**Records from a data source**
//! Forwarding of selected records to the synthesis capability.

use std::sync::atomic::{AtomicBool, Ordering};
use std::sync::Arc;

use crate::capabilities::{AnalysisCapability, CapabilityError};
use crate::models::Article;
use crate::utils::ValidationError;

/// Fallback when the synthesis capability fails without a usable message
const GENERIC_FAILURE_MESSAGE: &str = "the analysis service did not return a usable response";

/// Errors surfaced by an analysis request
#[derive(Debug, thiserror::Error)]
pub enum AnalysisError {
    /// The request failed validation; no network call was issued
    #[error(transparent)]
    Validation(#[from] ValidationError),

    /// An analysis call is already outstanding for this session
    #[error("an analysis is already running")]
    Busy,

    /// The synthesis capability failed; carries the remote message when one
    /// was provided
    #[error("analysis failed: {0}")]
    Remote(String),
}

/// Forwards record batches to the synthesis capability.
///
/// At most one analysis call is outstanding at a time; the result is treated
/// as an opaque text blob.
#[derive(Debug)]
pub struct AnalysisDispatcher {
    capability: Arc<dyn AnalysisCapability>,
    in_flight: AtomicBool,
}

impl AnalysisDispatcher {
    /// Create a dispatcher over the given capability
    pub fn new(capability: Arc<dyn AnalysisCapability>) -> Self {
        Self {
            capability,
            in_flight: AtomicBool::new(false),
        }
    }

    /// Submit the given records for synthesis
    pub async fn analyze(&self, records: &[Article]) -> Result<String, AnalysisError> {
        if records.is_empty() {
            return Err(ValidationError::NothingToAnalyze.into());
        }

        if self.in_flight.swap(true, Ordering::SeqCst) {
            return Err(AnalysisError::Busy);
        }

        tracing::info!(records = records.len(), "dispatching analysis request");
        let result = self.capability.synthesize(records).await;
        self.in_flight.store(false, Ordering::SeqCst);

        result.map_err(|error| AnalysisError::Remote(remote_message(error)))
    }
}

/// Extract the remote-provided message, falling back to a generic one
fn remote_message(error: CapabilityError) -> String {
    match error {
        CapabilityError::Rejected(message)
        | CapabilityError::Unavailable(message)
        | CapabilityError::Network(message)
            if !message.trim().is_empty() =>
        {
            message
        }
        _ => GENERIC_FAILURE_MESSAGE.to_string(),
    }
}
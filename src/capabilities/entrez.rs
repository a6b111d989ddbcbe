//! PubMed search capability backed by the NCBI E-utilities API.
//!
//! One batch is two upstream calls: ESearch resolves PMIDs (plus the total
//! match count) for a paginated window, EFetch expands them into structured
//! summaries.

use std::sync::Arc;

use async_trait::async_trait;
use quick_xml::de::from_str;
use serde::Deserialize;

use crate::capabilities::{BatchPage, BatchQuery, CapabilityError, SearchCapability};
use crate::models::{Article, ArticleBuilder};
use crate::utils::HttpClient;

const ESEARCH_URL: &str = "https://eutils.ncbi.nlm.nih.gov/entrez/eutils/esearch.fcgi";
const EFETCH_URL: &str = "https://eutils.ncbi.nlm.nih.gov/entrez/eutils/efetch.fcgi";

/// E-utilities allow 3 requests/second without an API key
const EUTILS_REQUESTS_PER_SECOND: u32 = 3;

/// PubMed search capability
///
/// Both request-level filters are applied upstream by rewriting the query
/// term (`NOT preprint[pt]`, `AND free full text[filter]`), so
/// `supports_filter` keeps its default of `true`.
#[derive(Debug, Clone)]
pub struct EntrezSearch {
    client: Arc<HttpClient>,
    esearch_url: String,
    efetch_url: String,
    api_key: Option<String>,
}

impl EntrezSearch {
    /// Create a new capability with a paced HTTP client
    pub fn new() -> Result<Self, CapabilityError> {
        let client = HttpClient::builder()
            .requests_per_second(EUTILS_REQUESTS_PER_SECOND)
            .build()?;
        Ok(Self::with_client(Arc::new(client)))
    }

    /// Create with a custom HTTP client
    pub fn with_client(client: Arc<HttpClient>) -> Self {
        Self {
            client,
            esearch_url: ESEARCH_URL.to_string(),
            efetch_url: EFETCH_URL.to_string(),
            api_key: None,
        }
    }

    /// Override the E-utilities endpoints (for testing against a local server)
    pub fn with_base_urls(
        mut self,
        esearch_url: impl Into<String>,
        efetch_url: impl Into<String>,
    ) -> Self {
        self.esearch_url = esearch_url.into();
        self.efetch_url = efetch_url.into();
        self
    }

    /// Attach an NCBI API key (raises the upstream rate limit)
    pub fn with_api_key(mut self, api_key: impl Into<String>) -> Self {
        self.api_key = Some(api_key.into());
        self
    }

    /// Rewrite the query term with the request-level filters
    fn build_term(batch: &BatchQuery) -> String {
        let mut term = format!("({})", batch.query);
        if batch.filters.exclude_preprints {
            term.push_str(" NOT preprint[pt]");
        }
        if batch.filters.free_full_text_only {
            term.push_str(" AND free full text[filter]");
        }
        term
    }

    /// Build the ESearch URL for one paginated window
    fn build_search_url(&self, batch: &BatchQuery) -> String {
        let mut params = vec![
            ("db".to_string(), "pubmed".to_string()),
            ("term".to_string(), Self::build_term(batch)),
            ("retstart".to_string(), batch.offset.to_string()),
            ("retmax".to_string(), batch.count.to_string()),
            ("retmode".to_string(), "xml".to_string()),
            ("datetype".to_string(), "pdat".to_string()),
            ("mindate".to_string(), batch.date_range.start.clone()),
            ("maxdate".to_string(), batch.date_range.end.clone()),
        ];

        if let Some(key) = &self.api_key {
            params.push(("api_key".to_string(), key.clone()));
        }

        let query_string = params
            .iter()
            .map(|(k, v)| format!("{}={}", k, urlencoding::encode(v)))
            .collect::<Vec<_>>()
            .join("&");

        format!("{}?{}", self.esearch_url, query_string)
    }

    /// Build the EFetch URL for specific PMIDs
    fn build_fetch_url(&self, ids: &[String]) -> String {
        let mut url = format!(
            "{}?db=pubmed&id={}&retmode=xml",
            self.efetch_url,
            ids.join(",")
        );
        if let Some(key) = &self.api_key {
            url.push_str("&api_key=");
            url.push_str(&urlencoding::encode(key));
        }
        url
    }

    /// Strip control characters E-utilities sometimes leak into XML payloads
    fn sanitize_xml(xml: &str) -> String {
        let invalid = regex::Regex::new(r"[\x00-\x08\x0B\x0C\x0E-\x1F]")
            .expect("control-character pattern is valid");
        invalid.replace_all(xml, "").into_owned()
    }

    /// Parse the ESearch response into (pmids, total_available)
    fn parse_search_response(xml: &str) -> Result<(Vec<String>, usize), CapabilityError> {
        #[derive(Debug, Deserialize)]
        #[allow(non_snake_case)]
        struct ESearchResult {
            Count: usize,
            IdList: Option<IdList>,
        }

        #[derive(Debug, Deserialize)]
        struct IdList {
            #[serde(rename = "Id", default)]
            ids: Vec<String>,
        }

        let result: ESearchResult = from_str(xml)
            .map_err(|e| CapabilityError::Parse(format!("ESearch XML: {}", e)))?;

        let ids = result.IdList.map(|list| list.ids).unwrap_or_default();
        Ok((ids, result.Count))
    }

    /// Parse the EFetch response into structured summaries
    fn parse_fetch_response(xml: &str) -> Result<Vec<Article>, CapabilityError> {
        #[derive(Debug, Deserialize)]
        struct TextValue {
            #[serde(rename = "$text")]
            value: String,
        }

        #[derive(Debug, Deserialize)]
        #[allow(non_snake_case)]
        struct PubmedArticleSet {
            #[serde(rename = "PubmedArticle", default)]
            articles: Vec<PubmedArticleXml>,
        }

        #[derive(Debug, Deserialize)]
        #[allow(non_snake_case)]
        struct PubmedArticleXml {
            MedlineCitation: Option<MedlineCitation>,
            PubmedData: Option<PubmedData>,
        }

        #[derive(Debug, Deserialize)]
        #[allow(non_snake_case)]
        struct MedlineCitation {
            PMID: Option<TextValue>,
            Article: Option<ArticleXml>,
        }

        #[derive(Debug, Deserialize)]
        #[allow(non_snake_case)]
        struct ArticleXml {
            Journal: Option<JournalXml>,
            ArticleTitle: Option<TextValue>,
            Abstract: Option<AbstractXml>,
            AuthorList: Option<AuthorListXml>,
            ArticleDate: Option<ArticleDateXml>,
        }

        #[derive(Debug, Deserialize)]
        #[allow(non_snake_case)]
        struct JournalXml {
            Title: Option<TextValue>,
            JournalIssue: Option<JournalIssueXml>,
        }

        #[derive(Debug, Deserialize)]
        #[allow(non_snake_case)]
        struct JournalIssueXml {
            PubDate: Option<PubDateXml>,
        }

        #[derive(Debug, Deserialize)]
        #[allow(non_snake_case)]
        struct PubDateXml {
            Year: Option<String>,
            MedlineDate: Option<String>,
        }

        #[derive(Debug, Deserialize)]
        #[allow(non_snake_case)]
        struct ArticleDateXml {
            Year: Option<String>,
        }

        #[derive(Debug, Deserialize)]
        #[allow(non_snake_case)]
        struct AbstractXml {
            #[serde(rename = "AbstractText", default)]
            sections: Vec<TextValue>,
        }

        #[derive(Debug, Deserialize)]
        #[allow(non_snake_case)]
        struct AuthorListXml {
            #[serde(rename = "Author", default)]
            authors: Vec<AuthorXml>,
        }

        #[derive(Debug, Deserialize)]
        #[allow(non_snake_case)]
        struct AuthorXml {
            LastName: Option<TextValue>,
            ForeName: Option<TextValue>,
            Initials: Option<TextValue>,
            CollectiveName: Option<TextValue>,
        }

        #[derive(Debug, Deserialize)]
        #[allow(non_snake_case)]
        struct PubmedData {
            ArticleIdList: Option<ArticleIdListXml>,
        }

        #[derive(Debug, Deserialize)]
        #[allow(non_snake_case)]
        struct ArticleIdListXml {
            #[serde(rename = "ArticleId", default)]
            ids: Vec<ArticleIdXml>,
        }

        #[derive(Debug, Deserialize)]
        struct ArticleIdXml {
            #[serde(rename = "@IdType")]
            id_type: String,
            #[serde(rename = "$text", default)]
            value: String,
        }

        let result: PubmedArticleSet = from_str(xml)
            .map_err(|e| CapabilityError::Parse(format!("EFetch XML: {}", e)))?;

        let mut articles = Vec::with_capacity(result.articles.len());

        for entry in result.articles {
            let citation = entry.MedlineCitation.as_ref();

            let Some(pmid) = citation
                .and_then(|m| m.PMID.as_ref())
                .map(|p| p.value.trim().to_string())
                .filter(|p| !p.is_empty())
            else {
                // A record without a PMID has no identity in the store
                tracing::debug!("skipping EFetch record without a PMID");
                continue;
            };

            let article_xml = citation.and_then(|m| m.Article.as_ref());

            let title = article_xml
                .and_then(|a| a.ArticleTitle.as_ref())
                .map(|t| collapse_whitespace(&t.value))
                .unwrap_or_default();

            let author_names: Vec<(Option<String>, Option<String>, Option<String>)> = article_xml
                .and_then(|a| a.AuthorList.as_ref())
                .map(|list| {
                    list.authors
                        .iter()
                        .map(|author| {
                            if let Some(collective) = &author.CollectiveName {
                                (None, Some(collective.value.clone()), None)
                            } else {
                                (
                                    author.ForeName.as_ref().map(|f| f.value.clone()),
                                    author.LastName.as_ref().map(|l| l.value.clone()),
                                    author.Initials.as_ref().map(|i| i.value.clone()),
                                )
                            }
                        })
                        .collect()
                })
                .unwrap_or_default();

            let authors = author_names
                .iter()
                .filter_map(|(fore, last, _)| match (fore, last) {
                    (Some(fore), Some(last)) => Some(format!("{} {}", fore, last)),
                    (None, Some(last)) => Some(last.clone()),
                    _ => None,
                })
                .collect::<Vec<_>>()
                .join("; ");

            let first_author = author_names
                .first()
                .map(|(fore, last, initials)| {
                    first_author_display(fore.as_deref(), last.as_deref(), initials.as_deref())
                })
                .unwrap_or_default();

            let summary = article_xml
                .and_then(|a| a.Abstract.as_ref())
                .map(|sections| {
                    collapse_whitespace(
                        &sections
                            .sections
                            .iter()
                            .map(|s| s.value.as_str())
                            .collect::<Vec<_>>()
                            .join(" "),
                    )
                })
                .unwrap_or_default();

            let journal = article_xml
                .and_then(|a| a.Journal.as_ref())
                .and_then(|j| j.Title.as_ref())
                .map(|t| collapse_whitespace(&t.value))
                .unwrap_or_default();

            let year = article_xml
                .and_then(|a| a.Journal.as_ref())
                .and_then(|j| j.JournalIssue.as_ref())
                .and_then(|issue| issue.PubDate.as_ref())
                .and_then(|date| {
                    date.Year
                        .as_deref()
                        .and_then(parse_year)
                        .or_else(|| date.MedlineDate.as_deref().and_then(parse_year))
                })
                .or_else(|| {
                    article_xml
                        .and_then(|a| a.ArticleDate.as_ref())
                        .and_then(|d| d.Year.as_deref())
                        .and_then(parse_year)
                })
                .unwrap_or(0);

            let pmcid = entry
                .PubmedData
                .as_ref()
                .and_then(|data| data.ArticleIdList.as_ref())
                .and_then(|list| list.ids.iter().find(|id| id.id_type == "pmc"))
                .map(|id| id.value.trim().to_string())
                .filter(|id| !id.is_empty());

            let mut builder = ArticleBuilder::new(pmid, title)
                .authors(authors)
                .first_author(first_author)
                .year(year)
                .journal(journal)
                .summary(summary);
            if let Some(pmcid) = pmcid {
                builder = builder.pmcid(pmcid);
            }

            articles.push(builder.build());
        }

        Ok(articles)
    }

    async fn get_text(&self, url: &str, context: &str) -> Result<String, CapabilityError> {
        let response = self.client.get(url).await.map_err(CapabilityError::from)?;

        let status = response.status();
        if !status.is_success() {
            return Err(CapabilityError::from_status(status, context));
        }

        response.text().await.map_err(CapabilityError::from)
    }
}
//! Utility modules supporting the pipeline.
//!
//! - [`HttpClient`]: HTTP client with built-in request pacing
//! - [`RetryConfig`] / [`with_retry`] / [`with_retry_detailed`]: bounded
//!   retries with exponential backoff for transient upstream failures
//! - [`ValidationError`]: synchronous request/selection validation failures

mod http;
mod retry;
mod validate;

pub use http::{HttpClient, HttpClientBuilder};
pub use retry::{
    is_transient, search_retry_config, single_attempt, with_retry, with_retry_detailed,
    RetryConfig, RetryOutcome,
};
pub use validate::ValidationError;
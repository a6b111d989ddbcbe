//! Configuration management.

use serde::{Deserialize, Serialize};
use std::path::PathBuf;

/// Application configuration
#[derive(Debug, Clone, Default, Serialize, Deserialize)]
pub struct Config {
    /// API keys for external services
    #[serde(default)]
    pub api_keys: ApiKeys,

    /// Search pipeline settings
    #[serde(default)]
    pub search: SearchSettings,

    /// Full-text enrichment settings
    #[serde(default)]
    pub enrichment: EnrichmentSettings,
}

/// API keys for external services
#[derive(Debug, Clone, Serialize, Deserialize)]
pub struct ApiKeys {
    /// Gemini API key (required for query generation and analysis)
    #[serde(default)]
    pub gemini: Option<String>,

    /// NCBI API key (optional, raises the E-utilities rate limit)
    #[serde(default)]
    pub ncbi: Option<String>,
}

impl Default for ApiKeys {
    fn default() -> Self {
        Self {
            gemini: std::env::var("GEMINI_API_KEY").ok(),
            ncbi: std::env::var("NCBI_API_KEY").ok(),
        }
    }
}

/// Search pipeline settings
#[derive(Debug, Clone, Serialize, Deserialize)]
pub struct SearchSettings {
    /// Requests per second against the E-utilities endpoints
    #[serde(default = "default_search_rps")]
    pub requests_per_second: u32,

    /// Maximum attempts per batch request
    #[serde(default = "default_search_attempts")]
    pub max_attempts: u32,
}

impl Default for SearchSettings {
    fn default() -> Self {
        Self {
            requests_per_second: default_search_rps(),
            max_attempts: default_search_attempts(),
        }
    }
}

fn default_search_rps() -> u32 {
    3
}

fn default_search_attempts() -> u32 {
    4
}

/// Full-text enrichment settings
#[derive(Debug, Clone, Serialize, Deserialize)]
pub struct EnrichmentSettings {
    /// Concurrent full-text fetches
    #[serde(default = "default_enrichment_concurrency")]
    pub concurrency: usize,
}

impl Default for EnrichmentSettings {
    fn default() -> Self {
        Self {
            concurrency: default_enrichment_concurrency(),
        }
    }
}

fn default_enrichment_concurrency() -> usize {
    5
}

/// Find the default config file, if one exists
pub fn find_config_file() -> Option<PathBuf> {
    let path = dirs::config_dir()?.join("litflow").join("config.toml");
    path.exists().then_some(path)
}

/// Load configuration from a file, with `LITFLOW_`-prefixed environment
/// variables taking precedence
pub fn load_config(path: &PathBuf) -> Result<Config, config::ConfigError> {
    let settings = config::Config::builder()
        .add_source(config::File::from(path.as_path()))
        .add_source(config::Environment::with_prefix("LITFLOW").separator("__"))
        .build()?;

    settings.try_deserialize()
}

/// Get the default configuration (from env vars or defaults)
pub fn get_config() -> Config {
    Config::default()
}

**INSTRUCTIONS FOR THE TASK**
Starting at the first line of the entries above, please extract each line up to and including the line with "a usable message", unchanged, and add nothing.

**COMPLETED TASK**
//! Forwarding of selected records to the synthesis capability.

use std::sync::atomic::{AtomicBool, Ordering};
use std::sync::Arc;

use crate::capabilities::{AnalysisCapability, CapabilityError};
use crate::models::Article;
use crate::utils::ValidationError;

/// Fallback when the synthesis capability fails without a usable message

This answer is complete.